WORK TASK: Transcribe all records, preserving every character.

DATA:
........

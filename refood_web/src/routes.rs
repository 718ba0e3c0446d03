//! Route table and in-page anchors.
//!
//! Routes are client-side paths handled by `leptos_router`; anchors are
//! element ids on the landing page used for same-page scrolling.

/// Client-side routes reachable from the navigation bar.
#[derive(Debug, Clone, Copy, PartialEq, Eq, Hash)]
pub enum AppRoute {
    Home,
    Services,
    About,
    Contact,
    Admin,
    Ngo,
    User,
}

impl AppRoute {
    pub const ALL: [AppRoute; 7] = [
        AppRoute::Home,
        AppRoute::Services,
        AppRoute::About,
        AppRoute::Contact,
        AppRoute::Admin,
        AppRoute::Ngo,
        AppRoute::User,
    ];

    pub const fn path(self) -> &'static str {
        match self {
            AppRoute::Home => "/",
            AppRoute::Services => "/services",
            AppRoute::About => "/about",
            AppRoute::Contact => "/contact",
            AppRoute::Admin => "/admin",
            AppRoute::Ngo => "/ngo",
            AppRoute::User => "/user",
        }
    }

    /// Whether this route should be highlighted for `current_path`.
    ///
    /// The root only matches exactly; every other route also matches its
    /// nested paths (`/services/pickup`), but never a sibling that merely
    /// shares a prefix (`/servicesx`).
    pub fn is_active(self, current_path: &str) -> bool {
        let path = self.path();
        if self == AppRoute::Home {
            return current_path == path;
        }
        match current_path.strip_prefix(path) {
            Some(rest) => rest.is_empty() || rest.starts_with('/'),
            None => false,
        }
    }
}

/// Same-page anchors assigned to landing page sections.
#[derive(Debug, Clone, Copy, PartialEq, Eq, Hash)]
pub enum Anchor {
    Home,
    About,
    Track,
    Form,
    Contact,
}

impl Anchor {
    pub const ALL: [Anchor; 5] = [
        Anchor::Home,
        Anchor::About,
        Anchor::Track,
        Anchor::Form,
        Anchor::Contact,
    ];

    /// Element id (without the leading `#`).
    pub const fn id(self) -> &'static str {
        match self {
            Anchor::Home => "home",
            Anchor::About => "about",
            Anchor::Track => "track",
            Anchor::Form => "form",
            Anchor::Contact => "contact",
        }
    }

    pub const fn href(self) -> &'static str {
        match self {
            Anchor::Home => "#home",
            Anchor::About => "#about",
            Anchor::Track => "#track",
            Anchor::Form => "#form",
            Anchor::Contact => "#contact",
        }
    }
}

#[cfg(test)]
mod tests {
    use super::*;
    use pretty_assertions::assert_eq;

    #[test]
    fn root_matches_only_exactly() {
        assert!(AppRoute::Home.is_active("/"));
        assert!(!AppRoute::Home.is_active("/services"));
        assert!(!AppRoute::Home.is_active("/admin"));
    }

    #[test]
    fn nested_paths_keep_parent_active() {
        assert!(AppRoute::Services.is_active("/services"));
        assert!(AppRoute::Services.is_active("/services/pickup"));
        assert!(!AppRoute::Services.is_active("/servicesx"));
        assert!(!AppRoute::Services.is_active("/"));
    }

    #[test]
    fn exactly_one_route_active_for_each_known_path() {
        for route in AppRoute::ALL {
            let active: Vec<_> = AppRoute::ALL
                .into_iter()
                .filter(|candidate| candidate.is_active(route.path()))
                .collect();
            assert_eq!(active, vec![route]);
        }
    }

    #[test]
    fn anchor_href_is_hash_of_id() {
        for anchor in Anchor::ALL {
            assert_eq!(anchor.href(), format!("#{}", anchor.id()));
        }
    }
}
//! # refood-web
//!
//! ReFood landing page, rendered client-side with Leptos 0.8.
//!
//! The page is a fixed navbar over a static stack of sections. The only
//! interactive state is in [`nav`]: a role dropdown and a mobile menu, each
//! dismissed by outside clicks, viewport resizes or link selection.
//!
//! - [`shell`] - router and section order
//! - [`nav`] - navbar state machine and view
//! - [`routes`] - route paths and in-page anchors
//! - [`config`] - embedded `site.toml`
//!
//! Developed by The ReFood Team (c)2025

pub mod config;
pub mod error;
pub mod logging;
pub mod nav;
pub mod routes;
pub mod sections;
pub mod shell;

pub use config::SiteConfig;
pub use error::SiteError;
pub use shell::App;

........

ANSWER TO THIS PROBLEM:
filename refood_web/src/routes.rs
repository 718ba0e3c0446d03
//! Route table and in-page anchors.
//!
//! Routes are client-side paths handled by `leptos_router`; anchors are
//! element ids on the landing page used for same-page scrolling.

/// Client-side routes reachable from the navigation bar.
#[derive(Debug, Clone, Copy, PartialEq, Eq, Hash)]
pub enum AppRoute {
    Home,
    Services,
    About,
    Contact,
    Admin,
    Ngo,
    User,
}

impl AppRoute {
    pub const ALL: [AppRoute; 7] = [
        AppRoute::Home,
        AppRoute::Services,
        AppRoute::About,
        AppRoute::Contact,
        AppRoute::Admin,
        AppRoute::Ngo,
        AppRoute::User,
    ];

    pub const fn path(self) -> &'static str {
        match self {
            AppRoute::Home => "/",
            AppRoute::Services => "/services",
            AppRoute::About => "/about",
            AppRoute::Contact => "/contact",
            AppRoute::Admin => "/admin",
            AppRoute::Ngo => "/ngo",
            AppRoute::User => "/user",
        }
    }

    /// Whether this route should be highlighted for `current_path`.
    ///
    /// The root only matches exactly; every other route also matches its
    /// nested paths (`/services/pickup`), but never a sibling that merely
    /// shares a prefix (`/servicesx`).
    pub fn is_active(self, current_path: &str) -> bool {
        let path = self.path();
        if self == AppRoute::Home {
            return current_path == path;
        }
        match current_path.strip_prefix(path) {
            Some(rest) => rest.is_empty() || rest.starts_with('/'),
            None => false,
        }
    }
}

/// Same-page anchors assigned to landing page sections.
#[derive(Debug, Clone, Copy, PartialEq, Eq, Hash)]
pub enum Anchor {
    Home,
    About,
    Track,
    Form,
    Contact,
}

impl Anchor {
    pub const ALL: [Anchor; 5] = [
        Anchor::Home,
        Anchor::About,
        Anchor::Track,
        Anchor::Form,
        Anchor::Contact,
    ];

    /// Element id (without the leading `#`).
    pub const fn id(self) -> &'static str {
        match self {
            Anchor::Home => "home",
            Anchor::About => "about",
            Anchor::Track => "track",
            Anchor::Form => "form",
            Anchor::Contact => "contact",
        }
    }

    pub const fn href(self) -> &'static str {
        match self {
            Anchor::Home => "#home",
            Anchor::About => "#about",
            Anchor::Track => "#track",
            Anchor::Form => "#form",
            Anchor::Contact => "#contact",
        }
    }
}

#[cfg(test)]
mod tests {
    use super::*;
    use pretty_assertions::assert_eq;

    #[test]
    fn root_matches_only_exactly() {
        assert!(AppRoute::Home.is_active("/"));
        assert!(!AppRoute::Home.is_active("/services"));
        assert!(!AppRoute::Home.is_active("/admin"));
    }

    #[test]
    fn nested_paths_keep_parent_active() {
        assert!(AppRoute::Services.is_active("/services"));
        assert!(AppRoute::Services.is_active("/services/pickup"));
        assert!(!AppRoute::Services.is_active("/servicesx"));
        assert!(!AppRoute::Services.is_active("/"));
    }

    #[test]
    fn exactly_one_route_active_for_each_known_path() {
        for route in AppRoute::ALL {
            let active: Vec<_> = AppRoute::ALL
                .into_iter()
                .filter(|candidate| candidate.is_active(route.path()))
                .collect();
            assert_eq!(active, vec![route]);
        }
    }

    #[test]
    fn anchor_href_is_hash_of_id() {
        for anchor in Anchor::ALL {
            assert_eq!(anchor.href(), format!("#{}", anchor.id()));
        }
    }
}
//! # refood-web
//!
//! ReFood landing page, rendered client-side with Leptos 0.8.
//!
//! The page is a fixed navbar over a static stack of sections. The only
//! interactive state is in [`nav`]: a role dropdown and a mobile menu, each
//! dismissed by outside clicks, viewport resizes or link selection.
//!
//! - [`shell`] - router and section order
//! - [`nav`] - navbar state machine and view
//! - [`routes`] - route paths and in-page anchors
//! - [`config`] - embedded `site.toml`
//!
//! Developed by The ReFood Team (c)2025

pub mod config;
pub mod error;
pub mod logging;
pub mod nav;
pub mod routes;
pub mod sections;
pub mod shell;

pub use config::SiteConfig;
pub use error::SiteError;
pub use shell::App;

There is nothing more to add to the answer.